There is also the facility at Lenswood. We understand that we are part of a national research framework around the nation and we look after dryland agriculture, pork, poultry and wine. However, we have the Lenswood facility and I know there has been some community interest in taking over that facility. What I would like to know is: has the minister gone to industry?
We have facilities in which taxpayers have invested over many years. Particularly in places like Lenswood, there are trees in the ground and stuff growing in the ground. One can understand that with a dairy or livestock research facility, the stock can be sold, they can be moved on, but we have trees and plants in the ground. Clearly, you are going to have some issues there because you cannot just shift them—and so that is all lost. I would be interested in hearing from minister Bignell—but I expect I will not get a response—because he said:
Yes, we have received a lot of feedback, and we are listening to the industry and having discussions with a whole range of people about what the future will be not just for the site but for research in the horticultural industry.

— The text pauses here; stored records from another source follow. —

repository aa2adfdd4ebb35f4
// Domain layer: catalog models and ports (interfaces). No external dependencies beyond std/serde.

pub mod model;
pub mod ports;
use studio_catalog::core::session::SESSION_KEY;
use studio_catalog::{CliConfig, LocalStorage, SessionGate, SessionState};
use tempfile::TempDir;

fn test_config(storage_path: &str) -> CliConfig {
    CliConfig {
        storage_path: storage_path.to_string(),
        default_catalog_url: "https://example.com/pricing.json".to_string(),
        webhook_url: "https://example.com/hook".to_string(),
        // Explicit override so the test does not depend on ADMIN_PASSWORD.
        admin_secret: Some("TestSecret123".to_string()),
        verbose: false,
    }
}

#[tokio::test]
async fn test_wrong_password_is_rejected_and_state_stays_anonymous() {
    let temp_dir = TempDir::new().unwrap();
    let base_path = temp_dir.path().to_str().unwrap().to_string();

    let storage = LocalStorage::new(base_path.clone());
    let mut gate = SessionGate::restore(storage, test_config(&base_path)).await;

    assert_eq!(gate.state(), SessionState::Anonymous);
    assert!(!gate.login("wrong").await);
    assert_eq!(gate.state(), SessionState::Anonymous);
    assert!(!temp_dir.path().join(SESSION_KEY).exists());
}

#[tokio::test]
async fn test_login_persists_across_a_simulated_restart() {
    let temp_dir = TempDir::new().unwrap();
    let base_path = temp_dir.path().to_str().unwrap().to_string();

    let storage = LocalStorage::new(base_path.clone());
    let mut gate = SessionGate::restore(storage, test_config(&base_path)).await;

    assert!(gate.login("TestSecret123").await);
    assert_eq!(gate.state(), SessionState::Authenticated);
    drop(gate);

    // Fresh gate over the same storage stands in for a process restart.
    let storage = LocalStorage::new(base_path.clone());
    let gate = SessionGate::restore(storage, test_config(&base_path)).await;
    assert_eq!(gate.state(), SessionState::Authenticated);
}

#[tokio::test]
async fn test_logout_clears_the_persisted_flag() {
    let temp_dir = TempDir::new().unwrap();
    let base_path = temp_dir.path().to_str().unwrap().to_string();

    let storage = LocalStorage::new(base_path.clone());
    let mut gate = SessionGate::restore(storage, test_config(&base_path)).await;
    assert!(gate.login("TestSecret123").await);

    gate.logout().await;
    assert_eq!(gate.state(), SessionState::Anonymous);
    assert!(!temp_dir.path().join(SESSION_KEY).exists());

    let storage = LocalStorage::new(base_path.clone());
    let gate = SessionGate::restore(storage, test_config(&base_path)).await;
    assert_eq!(gate.state(), SessionState::Anonymous);
}

#[tokio::test]
async fn test_logout_without_a_session_succeeds() {
    let temp_dir = TempDir::new().unwrap();
    let base_path = temp_dir.path().to_str().unwrap().to_string();

    let storage = LocalStorage::new(base_path.clone());
    let mut gate = SessionGate::restore(storage, test_config(&base_path)).await;

    gate.logout().await;
    assert_eq!(gate.state(), SessionState::Anonymous);
}

#[tokio::test]
async fn test_retries_are_unlimited() {
    let temp_dir = TempDir::new().unwrap();
    let base_path = temp_dir.path().to_str().unwrap().to_string();

    let storage = LocalStorage::new(base_path.clone());
    let mut gate = SessionGate::restore(storage, test_config(&base_path)).await;

    for _ in 0..5 {
        assert!(!gate.login("nope").await);
    }
    assert!(gate.login("TestSecret123").await);
}
use crate::domain::model::SessionState;
use crate::domain::ports::{ConfigProvider, Storage};

/// Storage key for the persisted session flag.
pub const SESSION_KEY: &str = "admin_session";

const SESSION_FLAG: &[u8] = b"true";

/// Editorial gate in front of the pricing editor. A static shared secret
/// flips a persisted boolean; this is deliberately not access control.
pub struct SessionGate<S: Storage, C: ConfigProvider> {
    storage: S,
    config: C,
    state: SessionState,
}

impl<S: Storage, C: ConfigProvider> SessionGate<S, C> {
    /// Restores the gate from the persisted flag: an authenticated session
    /// survives a restart until explicit logout.
    pub async fn restore(storage: S, config: C) -> Self {
        let state = match storage.read_file(SESSION_KEY).await {
            Ok(bytes) if bytes == SESSION_FLAG => SessionState::Authenticated,
            _ => SessionState::Anonymous,
        };
        Self {
            storage,
            config,
            state,
        }
    }

    pub fn state(&self) -> SessionState {
        self.state
    }

    pub fn is_authenticated(&self) -> bool {
        self.state == SessionState::Authenticated
    }

    /// Plain comparison against the configured secret. On a match the flag
    /// is persisted and the gate opens; on a mismatch nothing changes.
    /// Retries are unlimited, there is no lockout.
    pub async fn login(&mut self, candidate: &str) -> bool {
        if candidate != self.config.admin_secret() {
            tracing::warn!("Rejected admin login attempt");
            return false;
        }
        if let Err(e) = self.storage.write_file(SESSION_KEY, SESSION_FLAG).await {
            // Session still opens for this process; it just won't survive
            // a restart.
            tracing::warn!("Could not persist session flag: {}", e);
        }
        self.state = SessionState::Authenticated;
        tracing::info!("Admin session opened");
        true
    }

    /// Unconditional: clears the flag and closes the gate.
    pub async fn logout(&mut self) {
        if let Err(e) = self.storage.remove_file(SESSION_KEY).await {
            tracing::debug!("Could not remove session flag: {}", e);
        }
        self.state = SessionState::Anonymous;
        tracing::info!("Admin session closed");
    }
}
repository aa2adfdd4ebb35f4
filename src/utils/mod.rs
pub mod error;
pub mod ids;
pub mod logger;
pub mod validation;
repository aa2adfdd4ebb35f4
use crate::domain::model::{Catalog, SaveStatus};
use std::sync::Arc;
use tokio::sync::Mutex;

/// Authoritative in-memory copy of the catalog plus the transient save
/// status. Unset until the first successful load; the presentation layer
/// shows a loading state while `catalog()` is `None`.
///
/// Edits never touch this copy directly: the editor works on its own
/// snapshot and the gateway replaces the committed copy atomically on save.
#[derive(Debug, Default)]
pub struct CatalogStore {
    catalog: Option<Catalog>,
    status: SaveStatus,
}

/// Shared handle; only the deferred status-reset task needs the sharing,
/// there is no concurrent-writer scenario.
pub type SharedStore = Arc<Mutex<CatalogStore>>;

impl CatalogStore {
    pub fn new() -> Self {
        Self::default()
    }

    pub fn shared() -> SharedStore {
        Arc::new(Mutex::new(Self::new()))
    }

    pub fn catalog(&self) -> Option<&Catalog> {
        self.catalog.as_ref()
    }

    /// Replaces the committed copy wholesale. Partial commits do not exist.
    pub fn commit(&mut self, catalog: Catalog) {
        self.catalog = Some(catalog);
    }

    pub fn status(&self) -> SaveStatus {
        self.status
    }

    pub fn set_status(&mut self, status: SaveStatus) {
        self.status = status;
    }

    /// At most one save in flight: callers gate on this before saving.
    pub fn saving(&self) -> bool {
        self.status == SaveStatus::Saving
    }
}

#[cfg(test)]
mod tests {
    use super::*;

    #[test]
    fn test_store_starts_unset_and_idle() {
        let store = CatalogStore::new();
        assert!(store.catalog().is_none());
        assert_eq!(store.status(), SaveStatus::Idle);
        assert!(!store.saving());
    }

    #[test]
    fn test_commit_replaces_whole_catalog() {
        let mut store = CatalogStore::new();
        let catalog = Catalog {
            updated_at: "2024-01-01T00:00:00Z".to_string(),
            currency_symbol: "$".to_string(),
            location: "Kellyville".to_string(),
            phone: "0400 000 000".to_string(),
            note: "By appointment".to_string(),
            categories: vec![],
        };
        store.commit(catalog.clone());
        assert_eq!(store.catalog(), Some(&catalog));

        let mut replacement = catalog;
        replacement.note = "Limited spots".to_string();
        store.commit(replacement.clone());
        assert_eq!(store.catalog(), Some(&replacement));
    }
}
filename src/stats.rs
//! Small numeric helpers used by the aggregation handler.
//!
//! Everything here works on plain `f64` slices so the handler can feed
//! it the latency / uptime columns of one region directly.

/// Arithmetic mean. Returns `0.0` for an empty slice.
pub fn mean(values: &[f64]) -> f64 {
    if values.is_empty() {
        return 0.0;
    }
    values.iter().sum::<f64>() / values.len() as f64
}

/// Percentile using linear interpolation between the closest ranks
/// (the NumPy / pandas "linear" method).
///
/// `q` is a fraction in `[0, 1]`, e.g. `0.95` for p95.
/// Returns `0.0` for an empty slice.
pub fn percentile(values: &[f64], q: f64) -> f64 {
    if values.is_empty() {
        return 0.0;
    }

    let mut sorted = values.to_vec();
    sorted.sort_by(f64::total_cmp);

    let pos = (sorted.len() - 1) as f64 * q.clamp(0.0, 1.0);
    let lo = pos.floor() as usize;
    let hi = pos.ceil() as usize;
    if lo == hi {
        return sorted[lo];
    }

    let frac = pos - lo as f64;
    sorted[lo] + (sorted[hi] - sorted[lo]) * frac
}

/// Round to 2 decimal places, ties away from zero.
pub fn round2(value: f64) -> f64 {
    (value * 100.0).round() / 100.0
}
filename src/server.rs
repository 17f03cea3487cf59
use axum::{
    middleware as axum_mw,
    routing::{get, post},
    Router,
};
use std::sync::Arc;
use tower_http::cors::CorsLayer;

use crate::handlers;
use crate::middleware::timing;
use crate::AppState;

/// Builds the full Axum `Router` with all routes and middleware.
pub fn create_router(state: Arc<AppState>) -> Router {
    Router::new()
        // ── Liveness ────────────────────────────────────────────
        .route("/", get(handlers::status::root))
        // ── Aggregation ─────────────────────────────────────────
        .route("/api", post(handlers::latency::region_stats))
        // ── Provide shared state to all routes above ────────────
        .with_state(state)
        // ── Global middleware (applied bottom-up) ───────────────
        .layer(axum_mw::from_fn(timing::timing_middleware))
        // Any origin, method and header; credentials allowed
        .layer(CorsLayer::very_permissive())
}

The Adelaide Hills region is, I think, being promoted to be included in the World Heritage List and I am not quite sure how that is going to impact on primary production up there. We have a research facility in the middle of it now that really could underpin agricultural development in that region. It is a bit unique from the rest of South Australia because the Hills are in a higher altitude and higher rainfall area. There are many hundreds of thousands of hectares of dryland agriculture so I think that is a little bit like cutting off our nose to spite our face.
I know some of the cool climate horticultural research is done in Victoria but we are different from Victoria. I think it would be foolish to see that facility go unless industry had an opportunity to put up some sort of proposal to take it on.